Один телефонный звонок. Damn! Как иногда один телефонный звонок может перевернуть все внутри! Дождь был источником райского блаженства до того как. Такой легкий летний дождь. В сентябре. На огромные стекла. Солнечные лучи переливались на стенах. Капли весело разбивались о подоконники. Музыка сфер. Подарок свыше. Когда он выходил из. Он выходил под дождь с радостью. Он горел. Светился. Его размывала изнутри песня. Как подземный родник подмывает корни огромного древа. Его сознание переполняли образы. Новое изобретение. Идея. Которую он торопился воплотить. Так много всего нужно сделать. Три или четыре лжеаккаунта – в «ФБ», «Твиттере», «Инстаграмме». Несуществующие личности в разных частях света. Один аккаунт будет подкреплять другой, общие друзья.

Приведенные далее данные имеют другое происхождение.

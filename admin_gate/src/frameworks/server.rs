// Framework bootstrap for the admin gate.

use crate::frameworks::config::{self, Settings};
use crate::interface_adapters::routes;
use crate::interface_adapters::state::AppState;
use admin_session::{AdminBackend, HttpBackendClient};
use admin_session::use_cases::backend_health::BackendHealthUseCase;
use std::io::{Error, ErrorKind, Result};
use std::net::SocketAddr;
use std::sync::Arc;
use std::time::Duration;

fn init_runtime() {
    // Load .env locally; safe to ignore when not present.
    let _ = dotenvy::dotenv();

    let filter = tracing_subscriber::EnvFilter::try_from_default_env()
        .unwrap_or_else(|_| tracing_subscriber::EnvFilter::new("info"));

    let json = matches!(std::env::var("LOG_FORMAT").as_deref(), Ok("json"));
    if json {
        tracing_subscriber::fmt()
            .with_env_filter(filter)
            .with_target(false)
            .json()
            .with_current_span(true)
            .init();
    } else {
        tracing_subscriber::fmt()
            .with_env_filter(filter)
            .with_target(false)
            .compact()
            .init();
    }

    std::panic::set_hook(Box::new(|info| {
        let backtrace = std::backtrace::Backtrace::capture();
        tracing::error!(%info, ?backtrace, "panic");
    }));
}

pub async fn run(listener: tokio::net::TcpListener, settings: Settings) -> Result<()> {
    let address = listener.local_addr()?;

    let backend = HttpBackendClient::new(&settings.backend_url)
        .map(Arc::new)
        .map_err(|e| {
            tracing::error!(backend_url = %settings.backend_url, error = %e, "invalid backend url");
            Error::new(ErrorKind::InvalidInput, e)
        })?;
    tracing::debug!(backend_url = %backend.base_url(), "backend client configured.");

    spawn_startup_health_gate(backend.clone(), &settings);

    let state = Arc::new(AppState::new(backend, settings.health_check_timeout));
    spawn_session_maintenance(state.clone(), &settings);
    let app = routes::app(state);

    tracing::info!(%address, "listening");

    // Serve app and report errors rather than panicking.
    axum::serve(listener, app).await.inspect_err(|e| {
        tracing::error!(error = %e, "server error");
    })
}

pub async fn run_with_config() -> Result<()> {
    init_runtime();

    let address = SocketAddr::from(([127, 0, 0, 1], config::http_port()));

    // Bind TCP listener with error handling.
    let listener = tokio::net::TcpListener::bind(address)
        .await
        .inspect_err(|e| {
            tracing::error!(%address, error = %e, "failed to bind");
        })?;

    run(listener, Settings::from_env()).await
}

// Marks the backend ready once it answers a health check; keeps retrying in
// the background until it does.
fn spawn_startup_health_gate(backend: Arc<HttpBackendClient>, settings: &Settings) {
    let attempts = settings.startup_health_attempts;
    let delay = settings.startup_health_retry_delay;
    let use_case = BackendHealthUseCase {
        backend: backend.clone(),
        timeout: settings.health_check_timeout,
    };

    tokio::spawn(async move {
        loop {
            let status = use_case.wait_until_reachable(attempts, delay).await;
            if status.is_reachable() {
                backend.set_ready(true);
                tracing::info!(detail = status.message(), "backend reachable");
                return;
            }
            tracing::error!(
                attempts,
                detail = status.message(),
                "backend unreachable after startup attempts"
            );
            tokio::time::sleep(delay).await;
        }
    });
}

// Retries sessions left unavailable by a backend outage and drops scopes whose
// tab went away without closing them.
fn spawn_session_maintenance(state: Arc<AppState>, settings: &Settings) {
    // `interval` rejects a zero period.
    let period = settings.session_maintenance_interval.max(Duration::from_millis(1));
    let max_idle = settings.scope_idle_timeout;

    tokio::spawn(async move {
        let mut ticker = tokio::time::interval(period);
        ticker.set_missed_tick_behavior(tokio::time::MissedTickBehavior::Delay);
        loop {
            ticker.tick().await;
            let evicted = state.evict_idle(max_idle).await;
            if evicted > 0 {
                tracing::info!(evicted, "evicted idle session scopes");
            }
            if state.backend.is_ready() {
                let retried = state.retry_unavailable().await;
                if retried > 0 {
                    tracing::info!(retried, "retried unavailable sessions");
                }
            }
        }
    });
}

Паутина! Он готов был рухнуть в экстазе прямо в коридоре, перед бухгалтершей, секретаршей, директрисой и двумя сорокалетними ученицами, которые наперебой жаловались, что у них пропали уроки-часы, потому что их учительница пропускала – не по нашей вине – по причине болезни ребенка – нас направили с биржи – государственное учреждение. Въедливые тетки хотели, чтоб им возместили уроки-часы эстонского в виде дополнительных уроков или деньгами, потому что в протоколе (вами подписанном, между прочим), который они должны отнести обратно на биржу – своему контролеру, написано 50 часов (обычное дело), а мы отходили только сорок – и куда подевались эти десять часов?

Все разваливается, думал Боголепов ехидно. Пусть разваливается! Я создам свой мир. Свою структуру. Непогрешимую.

Хотелось бы справедливого решения, слышал он за спиной.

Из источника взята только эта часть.